-- Information supplied follows --

//! Distance matrix loading, validation and submatrix extraction.

use std::fs::File;
use std::io::Read;
use std::path::Path;

use serde::Serialize;

use crate::demand::NodeRef;
use crate::error::{PlannerError, Result};
use crate::location::Location;
use crate::traits::DistanceMatrixProvider;

/// A validated square distance matrix.
///
/// Row and column order match location index order. Entries are
/// non-negative and finite, the diagonal is zero, and the matrix need not
/// be symmetric.
#[derive(Debug, Clone, PartialEq, Serialize)]
pub struct DistanceMatrix {
    rows: Vec<Vec<f64>>,
}

impl DistanceMatrix {
    /// Validate and wrap raw rows.
    pub fn from_rows(rows: Vec<Vec<f64>>) -> Result<Self> {
        let n = rows.len();
        for (i, row) in rows.iter().enumerate() {
            if row.len() != n {
                return Err(PlannerError::MalformedMatrix(format!(
                    "row {i} has {} columns, expected {n}",
                    row.len()
                )));
            }
            for (j, &value) in row.iter().enumerate() {
                if !value.is_finite() || value < 0.0 {
                    return Err(PlannerError::MalformedMatrix(format!(
                        "entry ({i}, {j}) is {value}; distances must be finite and non-negative"
                    )));
                }
            }
            if row[i] != 0.0 {
                return Err(PlannerError::MalformedMatrix(format!(
                    "diagonal entry ({i}, {i}) is {}, expected 0",
                    row[i]
                )));
            }
        }

        Ok(Self { rows })
    }

    /// Read a matrix from CSV with column headers `"0".."N-1"`.
    pub fn from_csv_reader<R: Read>(reader: R) -> Result<Self> {
        let mut reader = csv::ReaderBuilder::new().flexible(true).from_reader(reader);

        let headers = reader.headers()?.clone();
        for (position, header) in headers.iter().enumerate() {
            if header.trim() != position.to_string() {
                return Err(PlannerError::MalformedMatrix(format!(
                    "column {position} is labelled {header:?}, expected \"{position}\""
                )));
            }
        }

        let mut rows = Vec::with_capacity(headers.len());
        for (i, record) in reader.records().enumerate() {
            let record = record?;
            let row = record
                .iter()
                .enumerate()
                .map(|(j, field)| {
                    field.trim().parse::<f64>().map_err(|_| {
                        PlannerError::MalformedMatrix(format!(
                            "entry ({i}, {j}) is not numeric: {field:?}"
                        ))
                    })
                })
                .collect::<Result<Vec<f64>>>()?;
            rows.push(row);
        }

        Self::from_rows(rows)
    }

    /// Load a matrix from a CSV file.
    pub fn load(path: impl AsRef<Path>) -> Result<Self> {
        Self::from_csv_reader(File::open(path)?)
    }

    /// Build a matrix for `locations` from a distance provider.
    pub fn from_provider<P>(provider: &P, locations: &[Location]) -> Result<Self>
    where
        P: DistanceMatrixProvider + ?Sized,
    {
        let coords: Vec<(f64, f64)> = locations.iter().map(Location::coords).collect();
        Self::from_rows(provider.matrix_for(&coords)?)
    }

    pub fn size(&self) -> usize {
        self.rows.len()
    }

    /// Distance from `from` to `to`.
    ///
    /// # Panics
    ///
    /// Panics if either index is `>= self.size()`. Use
    /// [`extract_submatrix`](Self::extract_submatrix) for checked access.
    pub fn get(&self, from: usize, to: usize) -> f64 {
        self.rows[from][to]
    }

    pub fn rows(&self) -> &[Vec<f64>] {
        &self.rows
    }

    /// Fails unless the matrix has one row per location.
    pub fn ensure_dimension(&self, location_count: usize) -> Result<()> {
        if self.size() != location_count {
            return Err(PlannerError::DimensionMismatch {
                matrix: self.size(),
                locations: location_count,
            });
        }
        Ok(())
    }

    /// Extract the `k×k` matrix over `indices`, reindexed to `0..k`.
    ///
    /// Indices may repeat; a repeated index yields a copy of the source row
    /// and column.
    pub fn extract_submatrix(&self, indices: &[usize]) -> Result<Self> {
        if let Some(&bad) = indices.iter().find(|&&index| index >= self.size()) {
            return Err(PlannerError::MalformedMatrix(format!(
                "index {bad} out of range for a {n}x{n} matrix",
                n = self.size()
            )));
        }

        let rows = indices
            .iter()
            .map(|&from| indices.iter().map(|&to| self.rows[from][to]).collect())
            .collect();

        Ok(Self { rows })
    }

    /// Submatrix over the physical locations behind `nodes`.
    pub fn submatrix_for(&self, nodes: &[NodeRef]) -> Result<Self> {
        let indices: Vec<usize> = nodes.iter().map(|node| node.location).collect();
        self.extract_submatrix(&indices)
    }
}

-- Information supplied concluded --

**What is being asked:**
Show every line from the entries that includes the word "crate".

**Reply:**
use crate::demand::NodeRef;
use crate::error::{PlannerError, Result};
use crate::location::Location;
use crate::traits::DistanceMatrixProvider;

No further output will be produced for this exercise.